All’ex multisala arrivano palchi e pedane. Si attende l’ok della commissione tecnica, ma gli imprenditori si portano avanti. L'intervista

livorno. Presentato in Comune il progetto ribattezzato “La Grande rinascita del centro città”, ieri proprio sotto al Nobile Interrompimento è stata allestita un’area interdetta ai non addetti ai lavori e supervisionata da Michele Bardi, Simone Gonnelli e Leonardo Marradini (il gruppo Gonnelli al gran completo). A molti residenti si è gelato il sangue, temendo l’apertura immediata della discoteca. Ma i tre imprenditori spiegano la situazione a Il Tirreno.

Cominciamo col fare chiarezza. Cosa state costruendo dentro palazzo Grande?


«Non stiamo costruendo niente. Oggi (ieri) abbiamo scaricato palchi e pedane, pronti per essere installati quando arriverà il parere della commissione di vigilanza».

E quando arriverà?

«Quando arriverà, avvieremo il progetto di recupero e riqualificazione per creare una cittadella dell’intrattenimento, con concerti e un palinsesto teatrale, e della somministrazione, con diverse tipologie di ristorante. Ci saranno anche zone adibite a incontri e meeting, e aree per esposizioni temporanee; nella sala principale faremo anche delle proiezioni dinamiche e immersive. Ci sarà anche la discoteca, ma sarà una minima parte».

Ma i famigerati 800 posti?

«Si riferiscono alla capienza complessiva di tutti i locali, non alla sola discoteca».

Sono sempre tante persone, dove parcheggeranno?

«Puntiamo ai croceristi spaesati e a uno zoccolo duro di clientela livornese, per la quale abbiamo preso contatto con i gestori dell’area di sosta al Mercatino Americano, che la notte si svuota, e i gestori dell’Odeon, prevedendo convenzioni per 200 veicoli nelle ore notturne. Qui accanto (in piazza dell'Unità d'Italia) c’è anche il parcheggio dei 4 Mori, che la notte è gratuito».

«Per chi viene da fuori abbiamo individuato quattro zone ad Antignano, Levante, Stagno e Stazione. Anche lì attiveremo convenzioni e metteremo navette e taxi».

E come farete a convincere i clienti a lasciare l’auto?

«Esattamente come si fa, per esempio, a Porta a Mare. Incentivi con scontistica e fasce di prezzo preventivate, mettendo la differenza di tasca nostra».

Saranno tante persone oltre a quelle in Fortezza...

«Magari riuscissimo a fare ogni sera il tutto esaurito! In ogni caso la Fortezza funziona in estate, noi lavoreremo di più in inverno. Non ci accavalleremo».

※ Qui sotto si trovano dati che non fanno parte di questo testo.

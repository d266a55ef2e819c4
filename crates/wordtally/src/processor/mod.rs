//! Document text extraction for attachments.
//!
//! Extractors are external to the counting logic: each one may fail on a
//! particular document, and callers treat that as a skip. [`extract_guarded`]
//! additionally turns a panic inside a parser into an [`ExtractionError`].

pub mod docx;
pub mod pdf;
pub mod text;

use std::any::Any;
use std::panic::{self, AssertUnwindSafe};
use std::path::Path;

use crate::config::DocumentFormat;
use crate::error::ExtractionError;

pub trait DocumentTextExtractor: Send + Sync {
    fn extract_text(&self, path: &Path) -> Result<String, ExtractionError>;
    fn supports(&self, format: DocumentFormat) -> bool;
}

/// Routes each document to the extractor for its file extension.
pub struct ExtractorRegistry {
    extractors: Vec<Box<dyn DocumentTextExtractor>>,
}

impl ExtractorRegistry {
    pub fn new() -> Self {
        Self {
            extractors: vec![
                Box::new(pdf::PdfExtractor::new()),
                Box::new(docx::DocxExtractor::new()),
                Box::new(text::TextExtractor::new()),
            ],
        }
    }

    pub fn empty() -> Self {
        Self {
            extractors: Vec::new(),
        }
    }

    pub fn with(mut self, extractor: Box<dyn DocumentTextExtractor>) -> Self {
        self.extractors.push(extractor);
        self
    }
}

impl Default for ExtractorRegistry {
    fn default() -> Self {
        Self::new()
    }
}

impl DocumentTextExtractor for ExtractorRegistry {
    fn extract_text(&self, path: &Path) -> Result<String, ExtractionError> {
        let extension = path.extension().and_then(|e| e.to_str()).unwrap_or("");

        let format = DocumentFormat::from_extension(extension)
            .ok_or_else(|| ExtractionError::UnsupportedFormat(extension.to_string()))?;

        for extractor in &self.extractors {
            if extractor.supports(format) {
                return extractor.extract_text(path);
            }
        }

        Err(ExtractionError::UnsupportedFormat(extension.to_string()))
    }

    fn supports(&self, format: DocumentFormat) -> bool {
        self.extractors.iter().any(|e| e.supports(format))
    }
}

/// Runs `extractor` on `path`, converting a panic into
/// [`ExtractionError::Panicked`]. All memory the extractor allocated is
/// released before this returns, on every path.
pub fn extract_guarded(
    extractor: &dyn DocumentTextExtractor,
    path: &Path,
) -> Result<String, ExtractionError> {
    match panic::catch_unwind(AssertUnwindSafe(|| extractor.extract_text(path))) {
        Ok(result) => result,
        Err(payload) => Err(ExtractionError::Panicked {
            path: path.to_path_buf(),
            message: panic_message(payload.as_ref()),
        }),
    }
}

fn panic_message(payload: &(dyn Any + Send)) -> String {
    if let Some(s) = payload.downcast_ref::<&str>() {
        (*s).to_string()
    } else if let Some(s) = payload.downcast_ref::<String>() {
        s.clone()
    } else {
        "unknown panic".to_string()
    }
}
#![allow(dead_code)]

use std::collections::{BTreeMap, HashMap};
use std::path::{Path, PathBuf};

use wordtally::attachments::{AttachmentRef, AttachmentStore};
use wordtally::content::{ContentFilter, ContentRecord, ContentSource};
use wordtally::error::{ExtractionError, SourceError};
use wordtally::fields::FieldNode;
use wordtally::processor::DocumentTextExtractor;
use wordtally::DocumentFormat;

/// Content records held in memory, listed in id order.
#[derive(Default)]
pub struct MemoryContentSource {
    records: BTreeMap<String, (String, ContentRecord)>,
    fields: HashMap<String, FieldNode>,
}

impl MemoryContentSource {
    pub fn with_record(mut self, id: &str, category: &str, texts: &[&str]) -> Self {
        self.records.insert(
            id.to_string(),
            (
                "publish".to_string(),
                ContentRecord {
                    id: id.to_string(),
                    category: category.to_string(),
                    text_sources: texts.iter().map(|t| t.to_string()).collect(),
                },
            ),
        );
        self
    }

    pub fn with_fields(mut self, id: &str, fields: FieldNode) -> Self {
        self.fields.insert(id.to_string(), fields);
        self
    }
}

impl ContentSource for MemoryContentSource {
    fn list_ids(&self, filter: &ContentFilter) -> Result<Vec<String>, SourceError> {
        Ok(self
            .records
            .iter()
            .filter(|(_, (state, _))| *state == filter.inclusion_state)
            .map(|(id, _)| id.clone())
            .collect())
    }

    fn get(&self, id: &str) -> Result<Option<ContentRecord>, SourceError> {
        Ok(self.records.get(id).map(|(_, record)| record.clone()))
    }

    fn get_structured_fields(&self, id: &str) -> Result<Option<FieldNode>, SourceError> {
        Ok(self.fields.get(id).cloned())
    }
}

/// Attachments that exist only as names; pair with [`MapExtractor`].
#[derive(Default, Clone)]
pub struct MemoryAttachmentStore {
    refs: Vec<AttachmentRef>,
}

impl MemoryAttachmentStore {
    pub fn with_attachment(mut self, id: &str, file: &str) -> Self {
        self.refs.push(AttachmentRef {
            id: id.to_string(),
            location: PathBuf::from("/media").join(file),
            declared_format: mime_for(file).to_string(),
        });
        self
    }

    pub fn ids(&self) -> Vec<String> {
        self.refs.iter().map(|r| r.id.clone()).collect()
    }
}

fn mime_for(file: &str) -> &'static str {
    Path::new(file)
        .extension()
        .and_then(|e| e.to_str())
        .and_then(DocumentFormat::from_extension)
        .map(|f| f.mime_type())
        .unwrap_or("application/octet-stream")
}

impl AttachmentStore for MemoryAttachmentStore {
    fn list_by_format(&self, format: DocumentFormat) -> Result<Vec<AttachmentRef>, SourceError> {
        Ok(self
            .refs
            .iter()
            .filter(|r| r.declared_format == format.mime_type())
            .cloned()
            .collect())
    }

    fn list_all(&self) -> Result<Vec<AttachmentRef>, SourceError> {
        Ok(self.refs.clone())
    }

    fn resolve_location(&self, id: &str) -> Result<Option<PathBuf>, SourceError> {
        Ok(self.refs.iter().find(|r| r.id == id).map(|r| r.location.clone()))
    }
}

/// Serves text by file name. Unknown names fail; names listed in `panics`
/// make the extractor panic.
#[derive(Default, Clone)]
pub struct MapExtractor {
    texts: HashMap<String, String>,
    panics: Vec<String>,
}

impl MapExtractor {
    pub fn with_text(mut self, file: &str, text: &str) -> Self {
        self.texts.insert(file.to_string(), text.to_string());
        self
    }

    pub fn panicking_on(mut self, file: &str) -> Self {
        self.panics.push(file.to_string());
        self
    }
}

impl DocumentTextExtractor for MapExtractor {
    fn extract_text(&self, path: &Path) -> Result<String, ExtractionError> {
        let name = path
            .file_name()
            .and_then(|n| n.to_str())
            .unwrap_or_default()
            .to_string();

        if self.panics.contains(&name) {
            panic!("extractor crashed on {}", name);
        }

        self.texts
            .get(&name)
            .cloned()
            .ok_or_else(|| ExtractionError::PdfProcessing(format!("cannot parse {}", name)))
    }

    fn supports(&self, format: DocumentFormat) -> bool {
        format == DocumentFormat::Pdf
    }
}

...che faranno, come minimo, confusione.

«È nostro interesse evitare che si vengano a creare dei “brutti giri”. Anzi, ci stiamo adoperando per creare un presidio di sicurezza. Abbiamo già preso accordi con un in istituto di vigilanza privata, e a breve faremo un incontro in Questura per definire un piano apposito. Il confronto con le istituzioni è sempre aperto».

E col degrado come la mettiamo?

«Il degrado è quello che già si trova ogni notte: bottiglie, deiezioni, siringhe. E ogni volta che veniamo, portiamo via roba a sacchi interi».

E venite qui... spesso?

«Veniamo a fare quel che si può, in attesa del parere. Intanto abbiamo, letteralmente, appoggiato la roba a terra: siamo ai blocchi di partenza».

Quanto manca?

«Non lo sappiamo. Dopo il via libera, saremo pronti entro due mesi».

Con il personale siete al completo?

«Abbiamo i ragazzi dei nostri locali, poi organizzeremo (sempre qui al Grande) corsi di barman, cucina, sommelier e somministrazione. E i migliori li terremo per noi».

All’ex McDonald’s cosa farete?

«Sempre somministrazione, ma per ora non vogliamo svelare nulla».

E cosa “lasciate” alla città?

«Abbiamo commissionato uno studio che prevede altri 60 posti di lavoro nell’indotto, per una ricaduta complessiva pari a circa un milione e mezzo».